I bought a book that is going to help me in writing my memoir. It has 21 days of daily writing challenges. I am going to be posting these challenges here, on my blog. The first the book asks you to write about is what I hope to get out of this 21-day challenge. Here is what I wrote:
Challenge:
Here is what I would like to learn and accomplish from this 21-day challenge…

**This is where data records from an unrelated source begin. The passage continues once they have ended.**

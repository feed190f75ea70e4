use std::sync::atomic::AtomicU32;
use std::sync::atomic::Ordering;

use razorfs::Settings;

static COUNTER: AtomicU32 = AtomicU32::new(0);

/// A region name unique across tests and concurrent test binaries.
pub fn unique_region_name(tag: &str) -> String {
    let n = COUNTER.fetch_add(1, Ordering::SeqCst);
    format!("razorfs-it-{}-{tag}-{n}", std::process::id())
}

/// Small-geometry settings for fast tests.
pub fn small_settings(region_name: &str) -> Settings {
    Settings {
        region_name: region_name.to_string(),
        node_capacity: 256,
        string_capacity: 64 * 1024,
        data_capacity: 8 * 1024 * 1024,
        wal_path: None,
        compression_threshold: 65536,
        rebalance_interval: 0,
    }
}
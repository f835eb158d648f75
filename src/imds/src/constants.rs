// Copyright 2024 Google LLC
//
// Licensed under the Apache License, Version 2.0 (the "License");
// you may not use this file except in compliance with the License.
// You may obtain a copy of the License at
//
//     https://www.apache.org/licenses/LICENSE-2.0
//
// Unless required by applicable law or agreed to in writing, software
// distributed under the License is distributed on an "AS IS" BASIS,
// WITHOUT WARRANTIES OR CONDITIONS OF ANY KIND, either express or implied.
// See the License for the specific language governing permissions and
// limitations under the License.

use std::time::Duration;

pub(crate) const TOKEN_PATH: &str = "/latest/api/token";
/// Requested (and returned) session token lifetime, in seconds.
pub(crate) const TOKEN_TTL_HEADER: &str = "x-aws-ec2-metadata-token-ttl-seconds";
pub(crate) const TOKEN_HEADER: &str = "x-aws-ec2-metadata-token";

pub(crate) const ENDPOINT_MODE_ENV_VAR: &str = "AWS_EC2_METADATA_SERVICE_ENDPOINT_MODE";
pub(crate) const ENDPOINT_ENV_VAR: &str = "AWS_EC2_METADATA_SERVICE_ENDPOINT";

pub(crate) const IPV4_HOST: &str = "169.254.169.254";
pub(crate) const IPV6_HOST: &str = "[fd00:ec2::254]";

pub(crate) const DEFAULT_MAX_RETRIES: u32 = 3;
/// The service rejects tokens with longer lifetimes.
pub(crate) const MAX_TOKEN_TTL: Duration = Duration::from_secs(21600);
pub(crate) const MIN_TOKEN_TTL: Duration = Duration::from_secs(1);
pub(crate) const DEFAULT_CONNECT_TIMEOUT: Duration = Duration::from_secs(1);
pub(crate) const DEFAULT_READ_TIMEOUT: Duration = Duration::from_secs(1);
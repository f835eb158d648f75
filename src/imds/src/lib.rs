// Copyright 2024 Google LLC
//
// Licensed under the Apache License, Version 2.0 (the "License");
// you may not use this file except in compliance with the License.
// You may obtain a copy of the License at
//
//     https://www.apache.org/licenses/LICENSE-2.0
//
// Unless required by applicable law or agreed to in writing, software
// distributed under the License is distributed on an "AS IS" BASIS,
// WITHOUT WARRANTIES OR CONDITIONS OF ANY KIND, either express or implied.
// See the License for the specific language governing permissions and
// limitations under the License.

//! Instance Metadata Service (IMDS) client.
//!
//! Cloud compute instances expose a local, unauthenticated HTTP endpoint with
//! information about the host: its identity, network configuration, and
//! similar data. The token-gated version of this protocol (IMDSv2) requires a
//! short-lived session token on every metadata request.
//!
//! This crate contains a [Client][client::Client] that hides the session
//! token lifecycle. Applications call [get][client::Client::get] with a
//! metadata path, and the client acquires, caches, and refreshes the session
//! token as needed.
//!
//! The client never falls back to the unauthenticated (IMDSv1) protocol. If a
//! session token cannot be obtained the request fails.
//!
//! # Example
//! ```no_run
//! # use cloud_imds::client::Client;
//! # tokio_test::block_on(async {
//! let client = Client::builder().build()?;
//! let ami = client.get("/latest/meta-data/ami-id").await?;
//! println!("running on {ami}");
//! # Ok::<(), Box<dyn std::error::Error>>(())
//! # });
//! ```

pub mod build_errors;
pub mod client;
pub mod clock;
pub mod endpoint;
pub mod errors;
pub mod token;
pub mod transport;

pub(crate) mod constants;
pub(crate) mod pipeline;
pub(crate) mod token_cache;

/// A `Result` alias where the `Err` case is `cloud_imds::errors::Error`.
pub type Result<T> = std::result::Result<T, crate::errors::Error>;
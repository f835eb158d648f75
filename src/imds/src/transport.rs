// Copyright 2024 Google LLC
//
// Licensed under the Apache License, Version 2.0 (the "License");
// you may not use this file except in compliance with the License.
// You may obtain a copy of the License at
//
//     https://www.apache.org/licenses/LICENSE-2.0
//
// Unless required by applicable law or agreed to in writing, software
// distributed under the License is distributed on an "AS IS" BASIS,
// WITHOUT WARRANTIES OR CONDITIONS OF ANY KIND, either express or implied.
// See the License for the specific language governing permissions and
// limitations under the License.

//! The HTTP transport used to reach the metadata service.
//!
//! The client sends all its requests through an [HttpTransport]. The default
//! implementation, [ReqwestTransport], uses short connect and read timeouts.
//! The metadata service is local to the instance, a slow response most likely
//! means there is no metadata service at all.
//!
//! Applications rarely need to implement this trait. The main use case is
//! testing application code without a metadata service.

use crate::Result;
use crate::build_errors::Error as BuildError;
use crate::errors::Error;
use bytes::Bytes;
use http::{Request, Response};
use std::time::Duration;

type BuildResult<T> = std::result::Result<T, BuildError>;

/// Sends HTTP requests to the metadata service.
#[async_trait::async_trait]
pub trait HttpTransport: std::fmt::Debug + Send + Sync {
    /// Sends `request` and returns the full response.
    ///
    /// Implementations should return an error created with
    /// [Error][crate::errors::Error] transport constructors only when no
    /// response was received. Any HTTP status, including errors, is a
    /// successful result for this function.
    async fn send(&self, request: Request<Bytes>) -> Result<Response<Bytes>>;

    /// Releases any resources held by the transport.
    ///
    /// The client calls this exactly once, when it is closed.
    fn shutdown(&self) {}
}

/// An [HttpTransport] based on [reqwest].
#[derive(Clone, Debug)]
pub struct ReqwestTransport {
    inner: reqwest::Client,
}

impl ReqwestTransport {
    /// Creates a transport with the given connect and read timeouts.
    pub fn new(connect_timeout: Duration, read_timeout: Duration) -> BuildResult<Self> {
        let inner = reqwest::Client::builder()
            .connect_timeout(connect_timeout)
            .read_timeout(read_timeout)
            // The metadata service is link-local, proxies cannot reach it.
            .no_proxy()
            .build()
            .map_err(BuildError::transport)?;
        Ok(Self { inner })
    }
}

#[async_trait::async_trait]
impl HttpTransport for ReqwestTransport {
    async fn send(&self, request: Request<Bytes>) -> Result<Response<Bytes>> {
        let (parts, body) = request.into_parts();
        let response = self
            .inner
            .request(parts.method, parts.uri.to_string())
            .headers(parts.headers)
            .body(body)
            .send()
            .await
            .map_err(map_reqwest_error)?;

        let status = response.status();
        let headers = response.headers().clone();
        let body = response.bytes().await.map_err(map_reqwest_error)?;

        let mut response = Response::new(body);
        *response.status_mut() = status;
        *response.headers_mut() = headers;
        Ok(response)
    }

    fn shutdown(&self) {
        // Pooled connections close when the last clone of `inner` is dropped.
        tracing::debug!("metadata transport shut down");
    }
}

fn map_reqwest_error(e: reqwest::Error) -> Error {
    Error::transport(e.is_timeout(), e)
}

#[cfg(test)]
pub(crate) mod tests {
    use super::*;
    use httptest::{Expectation, Server, matchers::*, responders::*};

    // Used by tests in other modules.
    mockall::mock! {
        #[derive(Debug)]
        pub Transport { }

        #[async_trait::async_trait]
        impl HttpTransport for Transport {
            async fn send(&self, request: Request<Bytes>) -> Result<Response<Bytes>>;
            fn shutdown(&self);
        }
    }

    fn transport() -> ReqwestTransport {
        ReqwestTransport::new(Duration::from_secs(1), Duration::from_secs(1)).unwrap()
    }

    #[tokio::test]
    async fn send_success() {
        let server = Server::run();
        server.expect(
            Expectation::matching(all_of![
                request::method("GET"),
                request::path("/latest/meta-data/ami-id"),
                request::headers(contains(("x-aws-ec2-metadata-token", "T1".to_string()))),
            ])
            .respond_with(
                status_code(200)
                    .insert_header("x-test-only", "value")
                    .body("ami-0abc"),
            ),
        );

        let request = Request::builder()
            .method(http::Method::GET)
            .uri(format!("http://{}/latest/meta-data/ami-id", server.addr()))
            .header("x-aws-ec2-metadata-token", "T1")
            .body(Bytes::new())
            .unwrap();
        let response = transport().send(request).await.unwrap();
        assert_eq!(response.status(), http::StatusCode::OK);
        assert_eq!(
            response.headers().get("x-test-only").map(|v| v.as_bytes()),
            Some(b"value".as_slice())
        );
        assert_eq!(response.body().as_ref(), b"ami-0abc");
    }

    #[tokio::test]
    async fn send_error_status_is_not_an_error() {
        let server = Server::run();
        server.expect(
            Expectation::matching(request::method_path("GET", "/missing"))
                .respond_with(status_code(404).body("Not Found")),
        );

        let request = Request::builder()
            .uri(format!("http://{}/missing", server.addr()))
            .body(Bytes::new())
            .unwrap();
        let response = transport().send(request).await.unwrap();
        assert_eq!(response.status(), http::StatusCode::NOT_FOUND);
    }

    #[tokio::test]
    async fn send_connection_refused() {
        // Bind and immediately drop a listener to find a closed port.
        let addr = {
            let listener = std::net::TcpListener::bind("127.0.0.1:0").unwrap();
            listener.local_addr().unwrap()
        };
        let request = Request::builder()
            .uri(format!("http://{addr}/latest/meta-data"))
            .body(Bytes::new())
            .unwrap();
        let err = transport().send(request).await.unwrap_err();
        assert!(err.is_transport(), "{err:?}");
        assert!(err.is_retryable(), "{err:?}");
    }

    #[tokio::test]
    async fn send_read_timeout() {
        let server = Server::run();
        server.expect(
            Expectation::matching(request::method_path("GET", "/slow")).respond_with(delay_and_then(
                Duration::from_millis(500),
                status_code(200).body("too late"),
            )),
        );

        let transport =
            ReqwestTransport::new(Duration::from_secs(1), Duration::from_millis(50)).unwrap();
        let request = Request::builder()
            .uri(format!("http://{}/slow", server.addr()))
            .body(Bytes::new())
            .unwrap();
        let err = transport.send(request).await.unwrap_err();
        assert!(err.is_transport(), "{err:?}");
        assert!(err.is_retryable(), "{err:?}");
    }
}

I would like to learn more about myself, to understand how I think and why I think that way. I know I am trying to do that in therapy, but any additional help can’t hurt. I want to learn how I became me. What influenced my way of thinking? I know a lot about it, but there is still more to learn. I know my mom and dad had a significant part in the way I think and feel about myself. I also know that my mental illness and the stigma it carries had a lot to do with it. I hope these challenges will help me explore these things. I hope that they will help me dig deeper into my truth. I want the memoir I am writing to be about our truth. Whatever that might be. I am a member of a community called Dissociative Writers. They have a memoir course, as well as weekly workshops. The workshops are free, but the course is not. It’s called Memoir 101. But it’s mostly for DID people who want to write their stories. That has been heavy on my mind. Do I want to write our story? Or just the part of our life that involves the mental illness. I tend to think I want it to focus primarily on our mental illness and our identity issues. I think it would not be safe to write our whole story. Maybe that is something we can look at for the future. Anyway, I kind of veered off from this prompt. Basically, what I hope to get from this 21-day challenge is a deeper look into who I am and what influenced me to be me.